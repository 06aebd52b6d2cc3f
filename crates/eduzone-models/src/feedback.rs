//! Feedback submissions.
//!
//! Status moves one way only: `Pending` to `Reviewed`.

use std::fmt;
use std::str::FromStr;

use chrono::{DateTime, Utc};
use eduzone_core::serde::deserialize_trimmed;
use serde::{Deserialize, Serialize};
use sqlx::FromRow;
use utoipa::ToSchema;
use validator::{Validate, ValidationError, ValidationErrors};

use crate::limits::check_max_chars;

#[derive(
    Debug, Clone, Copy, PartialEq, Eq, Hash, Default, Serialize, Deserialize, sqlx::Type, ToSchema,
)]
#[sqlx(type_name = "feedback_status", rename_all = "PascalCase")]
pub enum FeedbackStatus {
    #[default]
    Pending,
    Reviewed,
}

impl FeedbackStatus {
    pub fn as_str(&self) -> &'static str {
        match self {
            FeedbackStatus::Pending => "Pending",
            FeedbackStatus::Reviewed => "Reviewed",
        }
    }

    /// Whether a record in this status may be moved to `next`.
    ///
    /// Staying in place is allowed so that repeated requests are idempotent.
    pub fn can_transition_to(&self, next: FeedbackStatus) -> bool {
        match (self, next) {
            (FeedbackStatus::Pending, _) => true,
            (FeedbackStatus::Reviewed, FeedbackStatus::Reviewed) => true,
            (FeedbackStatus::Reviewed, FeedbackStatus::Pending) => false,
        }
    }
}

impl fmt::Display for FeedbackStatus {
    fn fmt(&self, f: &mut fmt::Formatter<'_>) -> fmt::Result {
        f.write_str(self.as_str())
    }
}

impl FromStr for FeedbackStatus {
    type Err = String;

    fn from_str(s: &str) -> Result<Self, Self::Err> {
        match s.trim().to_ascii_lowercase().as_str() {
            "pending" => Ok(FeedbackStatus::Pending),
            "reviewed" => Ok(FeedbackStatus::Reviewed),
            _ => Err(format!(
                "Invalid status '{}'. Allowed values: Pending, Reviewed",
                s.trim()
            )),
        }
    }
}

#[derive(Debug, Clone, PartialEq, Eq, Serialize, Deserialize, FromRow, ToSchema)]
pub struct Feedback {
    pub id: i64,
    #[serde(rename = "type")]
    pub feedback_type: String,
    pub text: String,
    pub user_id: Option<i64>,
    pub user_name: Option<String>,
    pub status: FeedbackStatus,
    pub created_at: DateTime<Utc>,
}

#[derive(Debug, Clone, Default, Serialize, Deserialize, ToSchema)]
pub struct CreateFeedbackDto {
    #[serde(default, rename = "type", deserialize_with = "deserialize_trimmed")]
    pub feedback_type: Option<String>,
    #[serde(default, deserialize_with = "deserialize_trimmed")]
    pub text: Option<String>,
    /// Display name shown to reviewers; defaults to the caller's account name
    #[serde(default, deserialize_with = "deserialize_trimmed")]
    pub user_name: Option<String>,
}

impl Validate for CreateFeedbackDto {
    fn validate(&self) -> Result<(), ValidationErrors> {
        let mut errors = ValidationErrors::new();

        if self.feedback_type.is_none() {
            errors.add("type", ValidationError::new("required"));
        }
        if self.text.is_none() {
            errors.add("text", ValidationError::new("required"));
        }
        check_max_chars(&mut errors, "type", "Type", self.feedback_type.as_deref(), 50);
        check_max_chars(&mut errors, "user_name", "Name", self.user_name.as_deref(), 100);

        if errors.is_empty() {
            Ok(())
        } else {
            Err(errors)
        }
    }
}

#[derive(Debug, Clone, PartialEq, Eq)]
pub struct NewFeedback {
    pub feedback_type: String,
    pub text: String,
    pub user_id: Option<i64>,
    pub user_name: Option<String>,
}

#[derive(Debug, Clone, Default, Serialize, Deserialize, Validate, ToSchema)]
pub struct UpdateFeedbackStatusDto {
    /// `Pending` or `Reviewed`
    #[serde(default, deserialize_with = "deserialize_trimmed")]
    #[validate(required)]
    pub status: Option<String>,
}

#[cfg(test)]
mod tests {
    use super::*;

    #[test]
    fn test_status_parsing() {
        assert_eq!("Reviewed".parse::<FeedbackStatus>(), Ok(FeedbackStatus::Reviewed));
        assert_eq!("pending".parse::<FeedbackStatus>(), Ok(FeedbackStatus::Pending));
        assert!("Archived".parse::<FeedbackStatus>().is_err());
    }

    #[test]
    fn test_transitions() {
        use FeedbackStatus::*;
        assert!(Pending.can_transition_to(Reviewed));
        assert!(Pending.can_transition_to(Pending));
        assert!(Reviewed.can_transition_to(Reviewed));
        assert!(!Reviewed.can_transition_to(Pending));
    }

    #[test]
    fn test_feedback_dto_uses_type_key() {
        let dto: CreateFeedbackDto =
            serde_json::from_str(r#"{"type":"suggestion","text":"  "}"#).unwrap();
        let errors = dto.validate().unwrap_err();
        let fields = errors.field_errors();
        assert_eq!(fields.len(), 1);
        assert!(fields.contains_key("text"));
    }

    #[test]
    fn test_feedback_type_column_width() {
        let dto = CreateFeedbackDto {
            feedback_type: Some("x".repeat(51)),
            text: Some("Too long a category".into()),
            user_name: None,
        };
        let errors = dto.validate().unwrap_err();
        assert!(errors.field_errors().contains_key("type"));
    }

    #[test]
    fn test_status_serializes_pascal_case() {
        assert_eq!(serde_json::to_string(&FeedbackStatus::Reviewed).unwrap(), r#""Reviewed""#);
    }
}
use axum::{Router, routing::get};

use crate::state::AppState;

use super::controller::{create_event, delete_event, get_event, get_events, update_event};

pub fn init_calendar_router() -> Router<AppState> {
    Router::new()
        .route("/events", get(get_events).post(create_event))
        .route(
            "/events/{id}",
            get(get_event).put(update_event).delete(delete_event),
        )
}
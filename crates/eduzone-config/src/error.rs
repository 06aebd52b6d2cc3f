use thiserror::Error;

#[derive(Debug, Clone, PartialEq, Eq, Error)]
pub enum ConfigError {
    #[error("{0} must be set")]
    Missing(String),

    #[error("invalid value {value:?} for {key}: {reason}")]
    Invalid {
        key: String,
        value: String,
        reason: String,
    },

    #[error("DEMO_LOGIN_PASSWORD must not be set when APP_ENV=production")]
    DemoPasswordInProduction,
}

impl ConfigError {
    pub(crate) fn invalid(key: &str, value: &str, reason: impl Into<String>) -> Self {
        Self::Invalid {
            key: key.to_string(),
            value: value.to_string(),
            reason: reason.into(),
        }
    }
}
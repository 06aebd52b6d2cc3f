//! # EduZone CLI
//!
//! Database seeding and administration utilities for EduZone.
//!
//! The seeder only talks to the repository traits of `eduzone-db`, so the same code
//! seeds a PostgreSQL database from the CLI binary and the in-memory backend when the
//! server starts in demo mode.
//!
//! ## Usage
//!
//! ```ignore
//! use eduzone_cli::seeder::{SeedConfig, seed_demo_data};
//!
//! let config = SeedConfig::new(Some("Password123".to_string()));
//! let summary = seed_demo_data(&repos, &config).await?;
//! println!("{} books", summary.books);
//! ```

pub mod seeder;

== DIRECTIONS ==
When a line in the records holds the string "impl", copy that line.

== COMPLETED TASK ==
impl FeedbackStatus {
impl fmt::Display for FeedbackStatus {
impl FromStr for FeedbackStatus {
impl Validate for CreateFeedbackDto {
impl ConfigError {
    pub(crate) fn invalid(key: &str, value: &str, reason: impl Into<String>) -> Self {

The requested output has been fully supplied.